I stayed home and watched “Law and Order: Criminal Intent” last night and I don’t care who knows it.
I understand that this is not the most dramatic statement one could make. It doesn’t hold a candle to “I am Jean Valjean” or “At last my arm is complete again.” But given my career, especially over eight years at the American Theater Wing, such a declaration seems to surprise many people, who apparently imagine me at the theater every night.
As a Tony voter, I need to see every show that opens on Broadway and as a theater lover, I see far more than just those. Yet while my nights of theater-going per annum far outpace those of the average American (although I fear that’s a low bar to cross), I do not spend as much time at the theater as any critic, as any adjudicator of theater awards that encompass Off and Off-Off-Broadway, or even as many of the diehard fans who populate chat rooms and Twitter.
The fact is, I believe there is such a thing as too much theater.
I don’t mean that there is too much produced. Rather, I believe that – as in all things – going to the theater four or five times a week, week in and week out, isn’t good for you, and indeed, I think it hampers your ability to be a good theatergoer, contradictory as that sounds. I say this as someone with greater access than many — and someone grateful for an opportunity that many desire.

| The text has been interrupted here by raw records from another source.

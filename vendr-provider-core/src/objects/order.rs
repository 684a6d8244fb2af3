//! Order snapshot types handed from the host to providers.

use rust_decimal::Decimal;
use uuid::Uuid;

/// Order totals with the tax split out.
#[derive(Debug, Clone, Copy, PartialEq, Eq, Default)]
pub struct TotalPrice {
    pub without_tax: Decimal,
    pub tax: Decimal,
}

impl TotalPrice {
    pub fn new(without_tax: Decimal, tax: Decimal) -> Self {
        Self { without_tax, tax }
    }

    /// Tax-inclusive total.
    pub fn with_tax(&self) -> Decimal {
        self.without_tax + self.tax
    }
}

/// Read-only snapshot of a host order as handed to payment providers.
///
/// Providers never mutate orders; all order state transitions happen in the
/// host pipeline after a provider returns.
#[derive(Debug, Clone)]
pub struct PaymentOrder {
    /// Host order id.
    pub id: Uuid,
    /// Human-facing order number.
    pub order_number: String,
    /// ISO 4217 alpha code of the order currency.
    pub currency_code: String,
    pub total_price: TotalPrice,
    /// Gateway-side customer identifier, when the store tracked one.
    pub customer_reference: Option<String>,
}

impl PaymentOrder {
    /// Build the reference the host uses to route callbacks to this order.
    pub fn generate_order_reference(&self) -> OrderReference {
        OrderReference {
            order_id: self.id,
            order_number: self.order_number.clone(),
        }
    }
}

/// Routing reference for a host order, formatted as
/// `"{order_id},{order_number}"`.
#[derive(Debug, Clone, PartialEq, Eq)]
pub struct OrderReference {
    pub order_id: Uuid,
    pub order_number: String,
}

impl std::fmt::Display for OrderReference {
    fn fmt(&self, f: &mut std::fmt::Formatter<'_>) -> std::fmt::Result {
        write!(f, "{},{}", self.order_id, self.order_number)
    }
}

impl std::str::FromStr for OrderReference {
    type Err = ParseOrderReferenceError;

    fn from_str(s: &str) -> Result<Self, Self::Err> {
        let (id, number) = s
            .split_once(',')
            .ok_or(ParseOrderReferenceError::MissingSeparator)?;
        let order_id =
            Uuid::parse_str(id).map_err(|_| ParseOrderReferenceError::InvalidOrderId)?;
        if number.is_empty() {
            return Err(ParseOrderReferenceError::EmptyOrderNumber);
        }
        Ok(Self {
            order_id,
            order_number: number.to_string(),
        })
    }
}

/// Errors produced when parsing an [`OrderReference`] from its string form.
#[derive(Debug, Clone, Copy, PartialEq, Eq, thiserror::Error)]
pub enum ParseOrderReferenceError {
    #[error("missing `,` separator")]
    MissingSeparator,
    #[error("invalid order id")]
    InvalidOrderId,
    #[error("empty order number")]
    EmptyOrderNumber,
}
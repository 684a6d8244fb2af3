//! ISO 4217 currency-code validation.
//!
//! Checkout form generation refuses to contact the gateway for an order
//! whose currency code is not an active ISO 4217 alpha code, so a
//! misconfigured store fails before any network call.

/// Active ISO 4217 alpha codes, sorted for binary search.
static ACTIVE_CODES: &[&str] = &[
    "AED", "AFN", "ALL", "AMD", "ANG", "AOA", "ARS", "AUD", "AWG", "AZN",
    "BAM", "BBD", "BDT", "BGN", "BHD", "BIF", "BMD", "BND", "BOB", "BOV",
    "BRL", "BSD", "BTN", "BWP", "BYN", "BZD", "CAD", "CDF", "CHE", "CHF",
    "CHW", "CLF", "CLP", "CNY", "COP", "COU", "CRC", "CUP", "CVE", "CZK",
    "DJF", "DKK", "DOP", "DZD", "EGP", "ERN", "ETB", "EUR", "FJD", "FKP",
    "GBP", "GEL", "GHS", "GIP", "GMD", "GNF", "GTQ", "GYD", "HKD", "HNL",
    "HTG", "HUF", "IDR", "ILS", "INR", "IQD", "IRR", "ISK", "JMD", "JOD",
    "JPY", "KES", "KGS", "KHR", "KMF", "KPW", "KRW", "KWD", "KYD", "KZT",
    "LAK", "LBP", "LKR", "LRD", "LSL", "LYD", "MAD", "MDL", "MGA", "MKD",
    "MMK", "MNT", "MOP", "MRU", "MUR", "MVR", "MWK", "MXN", "MXV", "MYR",
    "MZN", "NAD", "NGN", "NIO", "NOK", "NPR", "NZD", "OMR", "PAB", "PEN",
    "PGK", "PHP", "PKR", "PLN", "PYG", "QAR", "RON", "RSD", "RUB", "RWF",
    "SAR", "SBD", "SCR", "SDG", "SEK", "SGD", "SHP", "SLE", "SOS", "SRD",
    "SSP", "STN", "SVC", "SYP", "SZL", "THB", "TJS", "TMT", "TND", "TOP",
    "TRY", "TTD", "TWD", "TZS", "UAH", "UGX", "USD", "USN", "UYI", "UYU",
    "UYW", "UZS", "VED", "VES", "VND", "VUV", "WST", "XAF", "XAG", "XAU",
    "XBA", "XBB", "XBC", "XBD", "XCD", "XCG", "XDR", "XOF", "XPD", "XPF",
    "XPT", "XSU", "XTS", "XUA", "XXX", "YER", "ZAR", "ZMW", "ZWG",
];

/// Whether `code` is an active ISO 4217 alpha currency code.
///
/// Matching is case-insensitive; no other normalization is applied.
pub fn is_recognized(code: &str) -> bool {
    let code = code.to_ascii_uppercase();
    ACTIVE_CODES.binary_search(&code.as_str()).is_ok()
}

#[cfg(test)]
mod tests {
    use super::*;

    #[test]
    fn test_table_is_sorted_and_deduplicated() {
        assert!(ACTIVE_CODES.windows(2).all(|pair| pair[0] < pair[1]));
    }

    #[test]
    fn test_recognizes_major_codes() {
        for code in ["USD", "EUR", "GBP", "JPY", "DKK", "SEK", "AUD"] {
            assert!(is_recognized(code), "{code} should be recognized");
        }
    }

    #[test]
    fn test_is_case_insensitive() {
        assert!(is_recognized("usd"));
        assert!(is_recognized("Eur"));
    }

    #[test]
    fn test_rejects_unknown_codes() {
        for code in ["", "US", "USDD", "FAKE", "BTC", "U-S"] {
            assert!(!is_recognized(code), "{code} should be rejected");
        }
    }
}
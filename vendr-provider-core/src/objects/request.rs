//! Inbound callback request view.

use std::collections::HashMap;

use bytes::Bytes;

/// The host-constructed view of an inbound gateway callback.
///
/// Signature verification recomputes the HMAC over the exact URL and raw
/// body bytes the gateway signed, so the host must hand both through
/// without re-serialization or URL normalization.
#[derive(Debug, Clone, Default)]
pub struct CallbackRequest {
    url: String,
    headers: HashMap<String, String>,
    body: Bytes,
}

impl CallbackRequest {
    pub fn new(url: impl Into<String>, body: impl Into<Bytes>) -> Self {
        Self {
            url: url.into(),
            headers: HashMap::new(),
            body: body.into(),
        }
    }

    /// Attach a header. Later writes to the same name win.
    pub fn with_header(mut self, name: impl AsRef<str>, value: impl Into<String>) -> Self {
        self.headers
            .insert(name.as_ref().to_ascii_lowercase(), value.into());
        self
    }

    /// Full request URL as received by the host endpoint.
    pub fn url(&self) -> &str {
        &self.url
    }

    /// Case-insensitive header lookup.
    pub fn header(&self, name: &str) -> Option<&str> {
        self.headers
            .get(&name.to_ascii_lowercase())
            .map(String::as_str)
    }

    /// Raw request body bytes.
    pub fn body(&self) -> &[u8] {
        &self.body
    }
}
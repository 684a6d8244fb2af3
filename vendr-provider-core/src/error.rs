//! Error taxonomy shared by all payment providers.

use thiserror::Error;

/// Errors surfaced to the host by the fallible provider operations
/// (checkout form generation and redirect URL resolution).
///
/// Callback processing never returns this type: inbound callbacks that
/// cannot be processed map to
/// [`CallbackResult::BadRequest`](crate::objects::CallbackResult::BadRequest)
/// instead.
#[derive(Debug, Error)]
pub enum ProviderError {
    /// A required provider setting is missing or empty.
    #[error("missing required setting: {0}")]
    MissingSetting(&'static str),

    /// Stored provider settings could not be deserialized.
    #[error("invalid settings: {0}")]
    Settings(#[from] serde_json::Error),

    /// The order carries a currency code ISO 4217 does not recognize.
    #[error("currency not supported: {0}")]
    UnsupportedCurrency(String),

    /// The order amount cannot be represented in the gateway's minor units.
    #[error("amount cannot be represented in minor units")]
    AmountOverflow,

    /// The gateway accepted the request but returned no checkout page URL.
    #[error("gateway response carried no checkout page url")]
    MissingCheckoutUrl,

    /// A gateway call failed.
    #[error("gateway error: {0}")]
    Gateway(#[source] Box<dyn std::error::Error + Send + Sync>),
}

impl ProviderError {
    /// Wrap a gateway-specific error.
    pub fn gateway(err: impl std::error::Error + Send + Sync + 'static) -> Self {
        Self::Gateway(Box::new(err))
    }
}
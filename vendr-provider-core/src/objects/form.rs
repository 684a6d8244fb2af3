//! Checkout form descriptors returned by form generation.

use serde::{Deserialize, Serialize};

/// URLs the host computes for one checkout session.
#[derive(Debug, Clone, Default)]
pub struct PaymentUrls {
    /// Where the shopper lands after completing the gateway checkout.
    pub continue_url: String,
    /// Where the shopper lands after abandoning the gateway checkout.
    pub cancel_url: String,
    /// The host endpoint the gateway calls back asynchronously.
    pub callback_url: String,
}

/// HTTP method of the generated checkout form.
#[derive(Debug, Clone, Copy, PartialEq, Eq, Serialize, Deserialize)]
#[serde(rename_all = "UPPERCASE")]
pub enum FormMethod {
    Get,
    Post,
}

impl std::fmt::Display for FormMethod {
    fn fmt(&self, f: &mut std::fmt::Formatter<'_>) -> std::fmt::Result {
        match self {
            FormMethod::Get => write!(f, "GET"),
            FormMethod::Post => write!(f, "POST"),
        }
    }
}

/// A checkout form the host renders for the shopper.
#[derive(Debug, Clone, PartialEq, Eq)]
pub struct PaymentForm {
    /// Form action: the URL the shopper is sent to.
    pub action: String,
    pub method: FormMethod,
}

impl PaymentForm {
    /// A GET form, i.e. a plain redirect to `action`.
    pub fn redirect(action: impl Into<String>) -> Self {
        Self {
            action: action.into(),
            method: FormMethod::Get,
        }
    }

    /// A POST form submitting to `action`.
    pub fn post(action: impl Into<String>) -> Self {
        Self {
            action: action.into(),
            method: FormMethod::Post,
        }
    }
}

/// Result of checkout form generation.
#[derive(Debug, Clone, PartialEq, Eq)]
pub struct PaymentFormResult {
    pub form: PaymentForm,
}

impl From<PaymentForm> for PaymentFormResult {
    fn from(form: PaymentForm) -> Self {
        Self { form }
    }
}
//! HTTP client for the Square REST API.

use async_trait::async_trait;
use reqwest::{Client, StatusCode};
use serde::Serialize;
use serde::de::DeserializeOwned;
use url::Url;

use crate::api::{
    BatchRetrieveOrdersRequest, BatchRetrieveOrdersResponse, CreateCheckoutRequest,
    CreateCheckoutResponse, SquareErrorBody,
};
use crate::settings::SquareSettings;

/// Square API version pinned on every request.
pub const SQUARE_API_VERSION: &str = "2024-08-21";

/// Errors produced by Square gateway calls.
#[derive(Debug, thiserror::Error)]
pub enum GatewayError {
    /// Network failure before Square produced a response.
    #[error("http error: {0}")]
    Http(#[from] reqwest::Error),

    /// Square returned a non-2xx status code.
    #[error("square api error: status {status}, {message}")]
    Api { status: StatusCode, message: String },

    /// Response body did not decode as the expected JSON shape.
    #[error("json error: {0}")]
    Json(#[from] serde_json::Error),

    /// The endpoint path could not be joined onto the base URL.
    #[error("invalid url: {0}")]
    Url(#[from] url::ParseError),
}

/// The Square calls the provider makes, behind a seam so tests can stub
/// and count them.
#[async_trait]
pub trait SquareGateway: Send + Sync {
    /// `POST /v2/orders/batch-retrieve`.
    async fn batch_retrieve_orders(
        &self,
        request: BatchRetrieveOrdersRequest,
    ) -> Result<BatchRetrieveOrdersResponse, GatewayError>;

    /// `POST /v2/locations/{location_id}/checkouts`.
    async fn create_checkout(
        &self,
        location_id: &str,
        request: CreateCheckoutRequest,
    ) -> Result<CreateCheckoutResponse, GatewayError>;
}

/// Typed reqwest client for the Square REST API.
///
/// Every request carries `Authorization: Bearer {access_token}` and the
/// pinned [`SQUARE_API_VERSION`].
#[derive(Debug, Clone)]
pub struct SquareApiClient {
    http: Client,
    base_url: Url,
    access_token: String,
}

impl SquareApiClient {
    /// Client for the environment and credentials selected by `settings`.
    pub fn for_settings(settings: &SquareSettings) -> Result<Self, GatewayError> {
        let base_url = Url::parse(settings.environment().base_url())?;
        Ok(Self::new(base_url, settings.access_token()))
    }

    pub fn new(base_url: Url, access_token: impl Into<String>) -> Self {
        Self {
            http: Client::new(),
            base_url,
            access_token: access_token.into(),
        }
    }

    /// Replace the default `reqwest::Client` with a custom one.
    pub fn with_http_client(mut self, client: Client) -> Self {
        self.http = client;
        self
    }

    async fn post_json<B: Serialize, T: DeserializeOwned>(
        &self,
        path: &str,
        body: &B,
    ) -> Result<T, GatewayError> {
        let url = self.base_url.join(path)?;

        let resp = self
            .http
            .post(url)
            .bearer_auth(&self.access_token)
            .header("Square-Version", SQUARE_API_VERSION)
            .json(body)
            .send()
            .await?;

        parse_response(resp).await
    }
}

#[async_trait]
impl SquareGateway for SquareApiClient {
    async fn batch_retrieve_orders(
        &self,
        request: BatchRetrieveOrdersRequest,
    ) -> Result<BatchRetrieveOrdersResponse, GatewayError> {
        self.post_json("/v2/orders/batch-retrieve", &request).await
    }

    async fn create_checkout(
        &self,
        location_id: &str,
        request: CreateCheckoutRequest,
    ) -> Result<CreateCheckoutResponse, GatewayError> {
        self.post_json(&format!("/v2/locations/{location_id}/checkouts"), &request)
            .await
    }
}

async fn parse_response<T: DeserializeOwned>(resp: reqwest::Response) -> Result<T, GatewayError> {
    let status = resp.status();
    if !status.is_success() {
        let body = resp.text().await.unwrap_or_default();
        let message = match serde_json::from_str::<SquareErrorBody>(&body) {
            Ok(envelope) => envelope
                .errors
                .first()
                .and_then(|e| e.detail.clone().or_else(|| e.code.clone()))
                .unwrap_or(body),
            Err(_) => body,
        };
        return Err(GatewayError::Api { status, message });
    }
    let bytes = resp.bytes().await?;
    serde_json::from_slice(&bytes).map_err(GatewayError::Json)
}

We experience theater very differently than other forms. We can pick up and put down reading at will, start and stop a CD, and now the DVR lets us pause during live events on TV. In theater, unless we are very privileged, we must attend to every moment or we may never see it again. That single-minded focus can be wearying. So like any exercise, muscular or mental, it’s important to vary our routine to insure the greatest gain.
I also believe that all forms of culture — high and low, academic and general — have an impact on our perception of every other form, and to consume only one with a single-minded passion diminishes the ability to appreciate it most fully. I don’t pretend to comprehend everything that Tom Stoppard writes, but I was surely helped along in “Arcadia” by high school science, just as the film “The Unbearable Lightness of Being” provided some context for his“Rock and Roll.”
The connections can be unexpected to say the least. I am frequently stunned to read how many young composers, of rock, of theater, of avant-garde works, cite Kiss (a band whose music I thought simplistic even when it was new) as a creative influence.
But I understand: When an angelic young woman begins Jez Butterworth’s Tony-nominated “Jerusalem” by singing the English hymn of that name, I could immediately contemplate the lyrics in their dramatic context because the song was not alien to me. I had known it for decades, despite being American and Jewish. How? The song was “covered” on Emerson Lake and Palmer’s “Brain Salad Surgery” album, an almost daily listen for my brother and me in our early teens and an infinitely clearer introduction than in a certain Monty Python sketch, where it was sung to a neurotic mattress salesman (if you don’t know, don’t ask).
Needless to say, I’m not advocating that people don’t go to the theater. Please go, and go often. But I strongly suspect that if you attend to more of the world, to all that’s available to you, then the world of theater will be ever richer, and its effects ever more profound.
I’ll even suggest that “off nights” spent just talking with family, with friends, will bolster your ability to connect with theater (since I hope you do not converse with them during shows). Indeed, I steadily cried through much of Act II of Signature Theater’s “The Trip to Bountiful” because it brought to the surface emotions that I had not yet fully addressed about my family at that time. In the character of Carrie Watts, I saw my widowed father, reluctantly moved from our family home into an “independent living” apartment.
So I’m wondering: is there a work of theater that you feel you appreciated, enjoyed or understood better as a result of something you experienced outside of the theater? When you need a break from avid theater-going, what is the palate cleanser that prepares you for the next course – or feast?